Couverture Les carnets du sous-sol de Dostoïevski
Dostoïevski

Je vais mieux

Il y a des douleurs qui ne font pas de bruit.
Elles ne saignent pas. Elles ne crient pas.
Elles s’installent simplement dans le dos… « en avoir plein le dos », « avoir bon dos », « se mettre quelqu’un à dos », « avoir le dos large »…
Comme si la langue elle-même savait déjà.

Je vais mieux raconte cela.

Un homme se réveille avec un mal de dos inexplicable. Les médecins ne trouvent rien. Les examens sont normaux. Pourtant la douleur est là, obstinée, presque insolente. Peu à peu, on comprend que le corps parle à la place du cœur et de la tête.

Ce roman m’a touchée parce qu’il dit une vérité que l’on tait souvent : ce ne sont pas toujours les grands drames qui nous marquent. Ce sont parfois des mots ordinaires. Une remise en question. Une mise à l’écart. Une sensation de ne plus être choisi.

Foenkinos écrit avec légèreté. On sourit souvent. L’ironie est tendre. Mais sous l’humour se cache une immense fragilité.

Ce que j’ai aimé, c’est la finesse psychologique.
Le déni progressif.
Le besoin de trouver une cause tangible à une douleur, coûte que coûte.
La quête presque désespérée de comprendre.
Comme si comprendre pouvait réparer.
Comme si analyser pouvait empêcher de souffrir.

Le corps devient alors un refuge paradoxal.
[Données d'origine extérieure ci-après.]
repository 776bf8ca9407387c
use std::sync::Arc;
use std::time::Duration;

use auth::Authenticator;
use auth::JwtError;
use axum::body::Body;
use axum::http::HeaderValue;
use axum::http::Request;
use axum::http::Response;
use axum::middleware;
use axum::routing::get;
use axum::routing::post;
use axum::Router;
use tower::ServiceBuilder;
use tower_http::cors::AllowHeaders;
use tower_http::cors::AllowMethods;
use tower_http::cors::CorsLayer;
use tower_http::trace::TraceLayer;
use tracing::Span;

use super::handlers::create_order::create_order;
use super::handlers::create_user::create_user;
use super::handlers::get_order::get_order;
use super::handlers::get_profile::get_profile;
use super::handlers::get_user::get_user;
use super::handlers::healthcheck::healthcheck;
use super::handlers::list_orders::list_orders;
use super::handlers::list_users::list_users;
use super::handlers::login::login;
use super::handlers::search_orders::search_orders;
use super::handlers::service_info::service_info;
use super::handlers::sign_up::sign_up;
use super::middleware::authenticate as auth_middleware;
use crate::config::Config;
use crate::config::ServiceConfig;
use crate::domain::authentication::service::AuthenticationService;
use crate::domain::order::service::OrderService;
use crate::domain::user::service::UserService;
use crate::outbound::database::PostgresDatabase;

#[derive(Clone)]
pub struct AppState {
    pub user_service: Arc<UserService<PostgresDatabase>>,
    pub order_service: Arc<OrderService<PostgresDatabase>>,
    pub authentication_service: Arc<AuthenticationService<UserService<PostgresDatabase>>>,
    pub database: Arc<PostgresDatabase>,
    pub service: ServiceConfig,
}

impl AppState {
    /// Wire the services over one shared database handle.
    ///
    /// # Errors
    /// * `UnsupportedAlgorithm` - `jwt.algorithm` is not an HMAC algorithm
    pub fn new(config: &Config, database: PostgresDatabase) -> Result<Self, JwtError> {
        let database = Arc::new(database);
        let authenticator = Arc::new(Authenticator::with_algorithm(
            config.jwt.secret.as_bytes(),
            &config.jwt.algorithm,
        )?);

        let user_service = Arc::new(UserService::new(Arc::clone(&database)));
        let order_service = Arc::new(OrderService::new(Arc::clone(&database)));
        let authentication_service = Arc::new(AuthenticationService::new(
            Arc::clone(&user_service),
            authenticator,
            config.jwt.access_token_exp_minutes,
        ));

        Ok(Self {
            user_service,
            order_service,
            authentication_service,
            database,
            service: config.service.clone(),
        })
    }
}

/// CORS for the configured origins, with credentials; methods and headers
/// mirror the preflight request.
///
/// # Errors
/// * `InvalidHeaderValue` - An origin is not a valid header value
pub fn cors_layer(origins: &[String]) -> Result<CorsLayer, axum::http::header::InvalidHeaderValue> {
    let origins = origins
        .iter()
        .map(|origin| HeaderValue::from_str(origin))
        .collect::<Result<Vec<_>, _>>()?;

    Ok(CorsLayer::new()
        .allow_origin(origins)
        .allow_credentials(true)
        .allow_methods(AllowMethods::mirror_request())
        .allow_headers(AllowHeaders::mirror_request()))
}

pub fn create_router(state: AppState, cors: CorsLayer) -> Router {
    let public_routes = Router::new()
        .route("/api/v1/authentication/sign-up", post(sign_up))
        .route("/api/v1/authentication/login", post(login))
        .route("/healthcheck", get(healthcheck));

    let protected_routes = Router::new()
        .route("/api/v1/authentication/profile", get(get_profile))
        .route("/api/v1/common/info", get(service_info))
        .route("/api/v1/users", post(create_user).get(list_users))
        .route("/api/v1/users/profile", get(get_profile))
        .route("/api/v1/users/:user_id", get(get_user))
        .route("/api/v1/orders", post(create_order).get(list_orders))
        .route("/api/v1/orders/search", get(search_orders))
        .route("/api/v1/orders/:order_id", get(get_order))
        .route_layer(middleware::from_fn_with_state(
            state.clone(),
            auth_middleware,
        ));

    let trace_layer = TraceLayer::new_for_http()
        .make_span_with(|request: &Request<Body>| {
            tracing::info_span!(
                "http_request",
                method = %request.method(),
                uri = %request.uri(),
                version = ?request.version(),
            )
        })
        .on_request(|request: &Request<Body>, _span: &Span| {
            tracing::info!(
                method = %request.method(),
                uri = %request.uri(),
                "Request started"
            );
        })
        .on_response(
            |response: &Response<Body>, latency: Duration, _span: &Span| {
                tracing::info!(
                    status = response.status().as_u16(),
                    latency_ms = latency.as_millis(),
                    "Request completed"
                );
            },
        );

    Router::new()
        .merge(public_routes)
        .merge(protected_routes)
        .layer(ServiceBuilder::new().layer(trace_layer).layer(cors))
        .with_state(state)
}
Il donne une forme visible à l’invisible. Il autorise la souffrance quand l’orgueil refuse de la reconnaître.

Ce roman parle aussi d’ego blessé, de vulnérabilité masculine et de cette difficulté à admettre que l’on a été atteint. Il montre cette lente prise de conscience qui rend le récit infiniment humain.
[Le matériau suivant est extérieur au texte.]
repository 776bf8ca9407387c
pub mod extract;
pub mod handlers;
pub mod middleware;
pub mod router;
J’ai été émue parce que ce livre montre que l’on peut continuer à vivre, à travailler, à parler… tout en étant intérieurement déplacé. Comme si quelque chose s’était légèrement désaxé.

Je vais mieux n’est pas un roman sur la maladie.
C’est un roman sur la blessure invisible.
Sur ces phrases qui restent.
Sur ces silences qui pèsent.

Et peut-être que “aller mieux” ne signifie pas ne plus souffrir.
Peut-être que cela signifie simplement accepter ce qui nous a touchés.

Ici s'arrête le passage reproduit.